There is some debate over how aspirin became a blockbuster drug for the German company Bayer. Its official history credits Felix Hoffmann, a Bayer chemist, with synthesizing acetylsalicylic acid in 1897 in the hopes of alleviating his father’s severe rheumatic pain. Bayer patented aspirin in 1899 and by 1918 it had become one of the most widely used drugs in the world.
But did Hoffman work alone? Shortly before his death in 1949, Arthur Eichengrün, a Jewish chemist who had spent World War II in a concentration camp, published a paper claiming that Bayer had erased his contribution. In 2000 the BMJ published a study supporting Eichengrün’s claim. Bayer, which became part of the Nazi-backing conglomerate I.G. Farben in 1925, has denied that Eichengrün had a role in the breakthrough.
Aspirin shed its associations with the Third Reich after I.G. Farben sold off Bayer in the early 1950s, but the drug’s pain-relieving hegemony was fleeting. By 1956 Bayer’s British affiliate brought acetaminophen to the market. Ibuprofen became available in 1962.

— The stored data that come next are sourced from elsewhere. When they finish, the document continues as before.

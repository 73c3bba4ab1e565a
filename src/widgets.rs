//! Clickable UI components. Each one renders and registers its own click targets, so the
//! drawn text and the hit regions cannot drift apart.

use ratzilla::ratatui::layout::Rect;
use ratzilla::ratatui::style::{Color, Style};
use ratzilla::ratatui::text::{Line, Span};
use ratzilla::ratatui::widgets::{Block, Paragraph};
use ratzilla::ratatui::Frame;

use crate::input::ClickState;

// ── HintBar ────────────────────────────────────────────────────

/// One row of key hints (`[S] Save │ [R] Reset`), each clickable.
///
/// ```ignore
/// HintBar::new(" │ ")
///     .hint("[M] x10", Style::default().fg(Color::Cyan), CYCLE_MODE)
///     .hint("[S] Save", Style::default(), SAVE)
///     .render(f, area, &mut cs);
/// ```
pub struct HintBar<'a> {
    hints: Vec<(String, Style, u16)>,
    separator: &'a str,
    block: Option<Block<'a>>,
}

impl<'a> HintBar<'a> {
    pub fn new(separator: &'a str) -> Self {
        Self {
            hints: Vec::new(),
            separator,
            block: None,
        }
    }

    pub fn hint(mut self, label: impl Into<String>, style: Style, action_id: u16) -> Self {
        self.hints.push((label.into(), style, action_id));
        self
    }

    /// Wrap in a block; targets are placed inside its borders.
    pub fn block(mut self, block: Block<'a>) -> Self {
        self.block = Some(block);
        self
    }

    pub fn render(self, f: &mut Frame, area: Rect, cs: &mut ClickState) {
        let sep_width = Line::from(self.separator).width() as u16;
        let mut spans = Vec::new();
        let mut widths = Vec::with_capacity(self.hints.len());

        for (i, (label, style, action_id)) in self.hints.iter().enumerate() {
            if i > 0 {
                spans.push(Span::styled(
                    self.separator,
                    Style::default().fg(Color::DarkGray),
                ));
            }
            let padded = format!(" {} ", label);
            widths.push((Line::from(padded.as_str()).width() as u16, *action_id));
            spans.push(Span::styled(padded, *style));
        }

        let inner = self.block.as_ref().map_or(area, |b| b.inner(area));
        let paragraph = match self.block {
            Some(block) => Paragraph::new(Line::from(spans)).block(block),
            None => Paragraph::new(Line::from(spans)),
        };
        f.render_widget(paragraph, area);

        // Inner x/width for accuracy, outer y/height for tap tolerance.
        cs.register_bar_targets(
            &widths,
            sep_width,
            inner.x,
            area.y,
            inner.width,
            area.height.max(1),
        );
    }
}

// ── ClickableList ──────────────────────────────────────────────

/// Lines paired with click actions. The action follows its line, so inserting lines above
/// moves the target with it.
pub struct ClickableList<'a> {
    lines: Vec<Line<'a>>,
    /// `(line_index, action_id)`
    actions: Vec<(u16, u16)>,
}

impl<'a> ClickableList<'a> {
    pub fn new() -> Self {
        Self {
            lines: Vec::new(),
            actions: Vec::new(),
        }
    }

    pub fn push(&mut self, line: Line<'a>) {
        self.lines.push(line);
    }

    pub fn push_clickable(&mut self, line: Line<'a>, action_id: u16) {
        self.actions.push((self.lines.len() as u16, action_id));
        self.lines.push(line);
    }

    pub fn into_lines(self) -> Vec<Line<'a>> {
        self.lines
    }

    /// Register one row target per clickable line. Lines are not wrapped; anything past
    /// `area` minus the offsets (borders) is clipped.
    pub fn register_targets(
        &self,
        area: Rect,
        cs: &mut ClickState,
        top_offset: u16,
        bottom_offset: u16,
    ) {
        let content_y = area.y + top_offset;
        let content_end = area.y + area.height.saturating_sub(bottom_offset);

        for &(line_idx, action_id) in &self.actions {
            let row = content_y + line_idx;
            if row < content_end {
                cs.add_row_target(area, row, action_id);
            }
        }
    }
}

The drug’s fortunes recovered after the New England Journal of Medicine published a study in 1989 that found the pill reduced the threat of a heart attack by 44%. Some public-health officials promptly encouraged anyone over 50 to take a daily aspirin as a preventive measure.
But as with the case with Rev. Stone, it seems the science is more complicated. In 2022 the U.S. Preventive Services Task Force officially advised against taking the drug prophylactically, given the risk of internal bleeding and the availability of other therapies. Aspirin may work wonders, but it can’t work miracles.